Okay, so the old goat can still write. What does it mean? I really don’t know, but I keep thinking of Philip Roth’s The Plot Against America, which also scrambled and reinvented the history of World War II, and also did so by delving into the mind of a child (in Roth’s case, a frightened Jewish-American boy). It’s a striking fact that two Judaic-American literary superstars are spending their mature years conjuring alternative visions of Nazism, as if grasping to finally come to terms with it.
In the link above, Sarah Weinman summarizes the Newsweek review of Mailer’s book with a single word: ‘trainwreck’. I find that interesting because I actually thought Philip Roth’s novel was a trainwreck (clumsy writing, murky message), and yet many many people all over the world somehow seemed to relate to it.
God only knows if Mailer’s new book will reach the same acclaim as Roth’s did.

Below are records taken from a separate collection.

//! Headset mode switching.
//!
//! Stream events from the audio server are classified and tracked in a
//! [`ConnectionRegistry`]. Once the event feed has been quiet for the
//! debounce interval, the [`Engine`] decides whether the headset has to
//! switch between stereo and duplex mode and runs the transition through an
//! [`AudioController`].

mod classifier;
mod controller;
mod debounce;
mod decision;
mod engine;
mod event;
pub mod memory;
mod orchestrator;
mod registry;
mod source;

pub use classifier::ClientClassifier;
pub use controller::{AudioController, DeviceId, DeviceMode, Endpoints, LiveStream, PlaybackStream};
pub use debounce::Debouncer;
pub use decision::{should_enter_duplex, should_leave_duplex};
pub use engine::Engine;
pub use event::{ServerEvent, StreamKind};
pub use memory::{MemoryController, MemorySource};
pub use orchestrator::{MuteLedger, SwitchOrchestrator, VolumeMemory};
pub use registry::{Connection, ConnectionRegistry, Holdings};
pub use source::{EventSource, connect};
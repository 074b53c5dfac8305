//! Mode decisions.
//!
//! Pure predicates over the connection registry that decide whether the
//! device should enter or leave duplex mode. They are only evaluated once
//! the event stream has settled.

use super::classifier::ClientClassifier;
use super::controller::DeviceMode;
use super::event::StreamKind;
use super::registry::ConnectionRegistry;

/// Returns whether the device should switch to duplex mode.
///
/// True when at least one tracked output and one tracked input are live,
/// regardless of which clients own them.
#[must_use]
pub fn should_enter_duplex(registry: &ConnectionRegistry) -> bool {
    registry.len(StreamKind::Output) > 0 && registry.len(StreamKind::Input) > 0
}

/// Returns whether the device may switch back to stereo mode.
///
/// Always false outside duplex mode. In duplex mode the device has to stay
/// while any client holds a stream, except for a persistent speaker that
/// holds only its output stream.
#[must_use]
pub fn should_leave_duplex(
    registry: &ConnectionRegistry,
    mode: DeviceMode,
    classifier: &ClientClassifier,
) -> bool {
    if mode != DeviceMode::Duplex {
        return false;
    }

    registry.holdings().into_iter().all(|(client, held)| {
        held.kinds() == 0
            || (classifier.is_persistent_speaker(client) && held.output && !held.input)
    })
}

#[cfg(test)]
mod tests {
    use super::*;
    use crate::config::ClientsConfig;

    fn classifier() -> ClientClassifier {
        ClientClassifier::new(&ClientsConfig {
            allow: vec!["Skype".into(), "Google Chrome".into()],
            persistent_speakers: vec!["Google Chrome".into()],
            ..ClientsConfig::default()
        })
        .unwrap()
    }

    fn registry(entries: &[(StreamKind, u32, &str)]) -> ConnectionRegistry {
        let mut registry = ConnectionRegistry::new();
        for (kind, id, client) in entries {
            registry.insert(*kind, *id, *client);
        }
        registry
    }

    #[test]
    fn enter_is_false_for_empty_registry() {
        assert!(!should_enter_duplex(&ConnectionRegistry::new()));
    }

    #[test]
    fn enter_requires_both_kinds() {
        let outputs_only = registry(&[(StreamKind::Output, 5, "Skype")]);
        let inputs_only = registry(&[(StreamKind::Input, 7, "Skype")]);
        assert!(!should_enter_duplex(&outputs_only));
        assert!(!should_enter_duplex(&inputs_only));
    }

    #[test]
    fn enter_when_output_and_input_are_live() {
        let both = registry(&[(StreamKind::Output, 5, "Skype"), (StreamKind::Input, 7, "Skype")]);
        assert!(should_enter_duplex(&both));
    }

    #[test]
    fn enter_does_not_require_the_same_client() {
        let mixed = registry(&[
            (StreamKind::Output, 5, "Google Chrome"),
            (StreamKind::Input, 7, "Skype"),
        ]);
        assert!(should_enter_duplex(&mixed));
    }

    #[test]
    fn leave_is_false_outside_duplex() {
        assert!(!should_leave_duplex(&ConnectionRegistry::new(), DeviceMode::Stereo, &classifier()));
    }

    #[test]
    fn leave_when_nothing_is_tracked() {
        assert!(should_leave_duplex(&ConnectionRegistry::new(), DeviceMode::Duplex, &classifier()));
    }

    #[test]
    fn stay_while_regular_client_holds_any_stream() {
        let classifier = classifier();
        let output = registry(&[(StreamKind::Output, 5, "Skype")]);
        let input = registry(&[(StreamKind::Input, 7, "Skype")]);
        assert!(!should_leave_duplex(&output, DeviceMode::Duplex, &classifier));
        assert!(!should_leave_duplex(&input, DeviceMode::Duplex, &classifier));
    }

    #[test]
    fn leave_when_only_persistent_speaker_output_remains() {
        let residual = registry(&[(StreamKind::Output, 5, "Google Chrome")]);
        assert!(should_leave_duplex(&residual, DeviceMode::Duplex, &classifier()));
    }

    #[test]
    fn stay_while_persistent_speaker_holds_both_kinds() {
        let both = registry(&[
            (StreamKind::Output, 5, "Google Chrome"),
            (StreamKind::Input, 6, "Google Chrome"),
        ]);
        assert!(!should_leave_duplex(&both, DeviceMode::Duplex, &classifier()));
    }

    #[test]
    fn stay_while_persistent_speaker_holds_only_input() {
        let input = registry(&[(StreamKind::Input, 6, "Google Chrome")]);
        assert!(!should_leave_duplex(&input, DeviceMode::Duplex, &classifier()));
    }

    #[test]
    fn regular_client_blocks_persistent_residual() {
        let mixed = registry(&[
            (StreamKind::Output, 5, "Google Chrome"),
            (StreamKind::Output, 8, "Skype"),
        ]);
        assert!(!should_leave_duplex(&mixed, DeviceMode::Duplex, &classifier()));
    }
}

Myself, I’m interested enough to read some more when I get my hands on it.
4 Responses
Two things …One, while the
Two things …
One, while the premise here (as you’ve described it) sounds interesting, personally I feel that to mythologize a Hitler and Satan in the forest Church Lady (could it be … SaTAN?) scenario is sort of a too easy explanation that skirts the more complicated processes of a mind that maybe we need to really understand. So much to that it feels a little dangerous and irresponsible to “go there”. Metaphor or no, why play metaphor when the reality is more necessary and probably more readable.

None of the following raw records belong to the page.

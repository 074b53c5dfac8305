//! Configuration types for Autoduplex.
//!
//! This module provides the configuration types and loading functionality.
//! The configuration file supports JSONC format (JSON with comments).
//! Both single-line (`//`) and multi-line (`/* */`) comments are allowed.

use std::collections::BTreeMap;
use std::fs;
use std::path::{Path, PathBuf};
use std::time::Duration;

use schemars::JsonSchema;
use serde::{Deserialize, Serialize};

/// Strategy for matching application names against a client pattern.
///
/// All strategies are case-sensitive.
#[derive(Debug, Clone, Copy, Default, PartialEq, Eq, Serialize, Deserialize, JsonSchema)]
#[serde(rename_all = "camelCase")]
pub enum MatchStrategy {
    /// The whole name equals the pattern. This is the default strategy.
    #[default]
    Exact,
    /// The name contains the pattern.
    Contains,
    /// The name starts with the pattern.
    StartsWith,
    /// The whole name matches the regex pattern.
    Regex,
}

/// A pattern identifying one or more client applications.
///
/// Can be written as a plain string (exact match) or as an object with an
/// explicit matching strategy:
///
/// ```jsonc
/// "allow": ["Skype", { "name": "^WEBRTC", "strategy": "regex" }]
/// ```
#[derive(Debug, Clone, PartialEq, Eq, Serialize, Deserialize, JsonSchema)]
#[serde(untagged)]
pub enum ClientPattern {
    /// Exact application name.
    Name(String),
    /// Pattern with an explicit strategy.
    Detailed {
        /// The name (or pattern) to match.
        name: String,
        /// The strategy used to match `name`.
        #[serde(default)]
        strategy: MatchStrategy,
    },
}

impl ClientPattern {
    /// Creates a pattern matching `name` with the given strategy.
    pub fn new(name: impl Into<String>, strategy: MatchStrategy) -> Self {
        Self::Detailed { name: name.into(), strategy }
    }

    /// Returns the raw pattern text.
    #[must_use]
    pub fn name(&self) -> &str {
        match self {
            Self::Name(name) | Self::Detailed { name, .. } => name,
        }
    }

    /// Returns the matching strategy.
    #[must_use]
    pub const fn strategy(&self) -> MatchStrategy {
        match self {
            Self::Name(_) => MatchStrategy::Exact,
            Self::Detailed { strategy, .. } => *strategy,
        }
    }
}

impl From<&str> for ClientPattern {
    fn from(name: &str) -> Self { Self::Name(name.to_string()) }
}

/// Which applications count as two-way communication clients.
#[derive(Debug, Clone, PartialEq, Eq, Serialize, Deserialize, JsonSchema)]
#[serde(default, rename_all = "camelCase")]
pub struct ClientsConfig {
    /// Applications whose streams are tracked. Streams of any other
    /// application are ignored entirely.
    pub allow: Vec<ClientPattern>,

    /// Clients that may keep the output stream open after a call without
    /// keeping the headset in duplex mode. Matched against canonical names.
    pub persistent_speakers: Vec<ClientPattern>,

    /// Maps raw application names to a canonical client name, so that the
    /// input and output side of one application are recognized as the same
    /// client.
    pub aliases: BTreeMap<String, String>,
}

impl Default for ClientsConfig {
    fn default() -> Self {
        Self {
            allow: vec!["Skype".into(), "WEBRTC VoiceEngine".into()],
            persistent_speakers: Vec::new(),
            aliases: BTreeMap::new(),
        }
    }
}

/// PulseAudio naming and tooling.
#[derive(Debug, Clone, PartialEq, Eq, Serialize, Deserialize, JsonSchema)]
#[serde(default, rename_all = "camelCase")]
pub struct PulseConfig {
    /// The `pactl` binary (name or absolute path).
    pub pactl: String,

    /// The `pacmd` binary (name or absolute path).
    pub pacmd: String,

    /// Prefix of Bluetooth card names.
    pub card_prefix: String,

    /// Prefix of Bluetooth sink names.
    pub sink_prefix: String,

    /// Prefix of Bluetooth source names.
    pub source_prefix: String,

    /// Card profile used for high-fidelity stereo playback.
    pub stereo_profile: String,

    /// Card profile used for duplex (headset) operation.
    pub duplex_profile: String,
}

impl Default for PulseConfig {
    fn default() -> Self {
        Self {
            pactl: "pactl".to_string(),
            pacmd: "pacmd".to_string(),
            card_prefix: "bluez_card.".to_string(),
            sink_prefix: "bluez_sink.".to_string(),
            source_prefix: "bluez_source.".to_string(),
            stereo_profile: "a2dp_sink".to_string(),
            duplex_profile: "headset_head_unit".to_string(),
        }
    }
}

/// Root configuration.
#[derive(Debug, Clone, PartialEq, Eq, Serialize, Deserialize, JsonSchema)]
#[serde(default, rename_all = "camelCase")]
pub struct AutoduplexConfig {
    /// Client classification rules.
    pub clients: ClientsConfig,

    /// Mute other resumable playback streams while in duplex mode.
    /// Default: true
    pub mute_on_duplex: bool,

    /// Quiet period after the last stream event before a switch is considered.
    /// Default: 1000
    pub debounce_ms: u64,

    /// How long to wait for the audio server at startup before giving up.
    /// Default: 30
    pub startup_wait_secs: u64,

    /// Interval between connection attempts while waiting at startup.
    /// Default: 1000
    pub startup_poll_ms: u64,

    /// PulseAudio settings.
    pub pulse: PulseConfig,
}

impl Default for AutoduplexConfig {
    fn default() -> Self {
        Self {
            clients: ClientsConfig::default(),
            mute_on_duplex: true,
            debounce_ms: 1000,
            startup_wait_secs: 30,
            startup_poll_ms: 1000,
            pulse: PulseConfig::default(),
        }
    }
}

impl AutoduplexConfig {
    /// Returns the debounce interval.
    #[must_use]
    pub const fn debounce(&self) -> Duration { Duration::from_millis(self.debounce_ms) }

    /// Returns the startup wait window.
    #[must_use]
    pub const fn startup_wait(&self) -> Duration { Duration::from_secs(self.startup_wait_secs) }

    /// Returns the startup poll interval.
    #[must_use]
    pub const fn startup_poll(&self) -> Duration { Duration::from_millis(self.startup_poll_ms) }
}

/// Errors that can occur when loading the configuration.
#[derive(Debug, thiserror::Error)]
pub enum ConfigError {
    /// No configuration file was found in any of the expected locations.
    #[error(
        "No configuration file found. Expected at ~/.config/autoduplex/config.jsonc \
         or ~/.autoduplex.jsonc"
    )]
    NotFound,
    /// The configuration file exists but could not be read.
    #[error("Failed to read configuration file: {0}")]
    IoError(#[from] std::io::Error),
    /// The configuration file contains invalid JSON.
    #[error("Failed to parse configuration file: {0}")]
    ParseError(#[from] serde_json::Error),
}

/// Configuration file names to search for (in priority order).
const CONFIG_FILE_NAMES: &[&str] = &["config.jsonc", "config.json"];

/// Legacy configuration file names in home directory.
const LEGACY_CONFIG_FILE_NAMES: &[&str] = &[".autoduplex.jsonc", ".autoduplex.json"];

/// Returns the possible configuration file paths in priority order.
///
/// The function checks the following locations (both `.jsonc` and `.json` variants):
/// 1. `$XDG_CONFIG_HOME/autoduplex/config.jsonc` (if set)
/// 2. `~/.config/autoduplex/config.jsonc`
/// 3. The platform configuration directory reported by `dirs::config_dir`
/// 4. `~/.autoduplex.jsonc` (simple location)
#[must_use]
pub fn config_paths() -> Vec<PathBuf> {
    let mut paths = Vec::new();

    if let Ok(xdg_config) = std::env::var("XDG_CONFIG_HOME") {
        let app_dir = PathBuf::from(xdg_config).join("autoduplex");
        for filename in CONFIG_FILE_NAMES {
            paths.push(app_dir.join(filename));
        }
    }

    if let Some(home) = dirs::home_dir() {
        let app_dir = home.join(".config").join("autoduplex");
        for filename in CONFIG_FILE_NAMES {
            let path = app_dir.join(filename);
            if !paths.contains(&path) {
                paths.push(path);
            }
        }
    }

    if let Some(config_dir) = dirs::config_dir() {
        let app_dir = config_dir.join("autoduplex");
        for filename in CONFIG_FILE_NAMES {
            let path = app_dir.join(filename);
            if !paths.contains(&path) {
                paths.push(path);
            }
        }
    }

    if let Some(home) = dirs::home_dir() {
        for filename in LEGACY_CONFIG_FILE_NAMES {
            paths.push(home.join(filename));
        }
    }

    paths
}

/// Loads the configuration from a specific file.
///
/// # Errors
///
/// Returns `ConfigError::NotFound` if the file does not exist,
/// `ConfigError::IoError` if it cannot be read and `ConfigError::ParseError`
/// if it is not valid JSONC.
pub fn load_config_from_path(path: &Path) -> Result<(AutoduplexConfig, PathBuf), ConfigError> {
    if !path.exists() {
        return Err(ConfigError::NotFound);
    }

    let file = fs::File::open(path)?;
    let reader = json_comments::StripComments::new(file);
    let config: AutoduplexConfig = serde_json::from_reader(reader)?;
    Ok((config, path.to_path_buf()))
}

/// Loads the configuration from the first available config file.
///
/// # Errors
///
/// Returns `ConfigError::NotFound` if no configuration file exists in any of
/// the expected locations, or the errors of [`load_config_from_path`].
pub fn load_config() -> Result<(AutoduplexConfig, PathBuf), ConfigError> {
    config_paths()
        .into_iter()
        .find(|path| path.exists())
        .map_or(Err(ConfigError::NotFound), |path| load_config_from_path(&path))
}

#[cfg(test)]
mod tests {
    use super::*;

    #[test]
    fn test_default_config_tracks_known_clients() {
        let config = AutoduplexConfig::default();
        assert_eq!(config.clients.allow.len(), 2);
        assert!(config.mute_on_duplex);
        assert_eq!(config.debounce(), Duration::from_secs(1));
        assert_eq!(config.startup_wait(), Duration::from_secs(30));
    }

    #[test]
    fn test_config_deserializes_mixed_patterns() {
        let json = r#"{
            "clients": {
                "allow": ["Skype", { "name": "^WEBRTC", "strategy": "regex" }],
                "persistentSpeakers": [{ "name": "Google Chrome" }],
                "aliases": { "Skype Input": "Skype" }
            }
        }"#;

        let config: AutoduplexConfig = serde_json::from_str(json).unwrap();
        assert_eq!(config.clients.allow[0], ClientPattern::Name("Skype".to_string()));
        assert_eq!(config.clients.allow[1].strategy(), MatchStrategy::Regex);
        assert_eq!(config.clients.persistent_speakers[0].strategy(), MatchStrategy::Exact);
        assert_eq!(config.clients.aliases.get("Skype Input").map(String::as_str), Some("Skype"));
    }

    #[test]
    fn test_partial_config_keeps_defaults() {
        let json = r#"{ "muteOnDuplex": false, "pulse": { "duplexProfile": "handsfree_head_unit" } }"#;

        let config: AutoduplexConfig = serde_json::from_str(json).unwrap();
        assert!(!config.mute_on_duplex);
        assert_eq!(config.debounce_ms, 1000);
        assert_eq!(config.pulse.duplex_profile, "handsfree_head_unit");
        assert_eq!(config.pulse.stereo_profile, "a2dp_sink");
        assert_eq!(config.clients, ClientsConfig::default());
    }

    #[test]
    fn test_load_config_from_path_strips_comments() {
        let dir = tempfile::tempdir().unwrap();
        let path = dir.path().join("config.jsonc");
        fs::write(
            &path,
            "{\n  // seconds\n  \"startupWaitSecs\": 5, /* ms */ \"debounceMs\": 250\n}\n",
        )
        .unwrap();

        let (config, loaded_from) = load_config_from_path(&path).unwrap();
        assert_eq!(config.startup_wait(), Duration::from_secs(5));
        assert_eq!(config.debounce(), Duration::from_millis(250));
        assert_eq!(loaded_from, path);
    }

    #[test]
    fn test_load_config_from_missing_path_is_not_found() {
        let dir = tempfile::tempdir().unwrap();
        let result = load_config_from_path(&dir.path().join("missing.jsonc"));
        assert!(matches!(result, Err(ConfigError::NotFound)));
    }

    #[test]
    fn test_load_config_from_invalid_file_is_parse_error() {
        let dir = tempfile::tempdir().unwrap();
        let path = dir.path().join("config.json");
        fs::write(&path, "{ \"debounceMs\": \"soon\" }").unwrap();

        let result = load_config_from_path(&path);
        assert!(matches!(result, Err(ConfigError::ParseError(_))));
    }

    #[test]
    fn test_config_paths_are_not_empty() {
        let paths = config_paths();
        assert!(!paths.is_empty() || std::env::var("HOME").is_err());
    }

    #[test]
    fn test_config_error_message() {
        let msg = ConfigError::NotFound.to_string();
        assert!(msg.contains("No configuration file found"));
    }
}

Second, am I the only one who started singing “Boogie Oogie Oogie” while reading this post?
Yeah, didn’t we recently
Yeah, didn’t we recently consider the possibilty that religion’s role in war has been over-emphasized? This reminds me of The Screwtape Letters by C.S. Lewis.
A minor point, I suppose, is
A minor point, I suppose, is that the story isn’t narrated by Satan himself, but rather one of his lieutenants, named DT, an odd and smoothly untrustworthy narrator.
Mailer has imagined the war between God and the Devil for decades, in both journalism and fiction, and here he finally takes us inside the workings of the war for fate of human kind. One may indulge in their dismissals of this being old hat, but Mailer none the less provides us with some notions that unravel the notion that one is always free to make a moral choice.
Thanks for the correction,
Thanks for the correction, Ted — I fixed the article.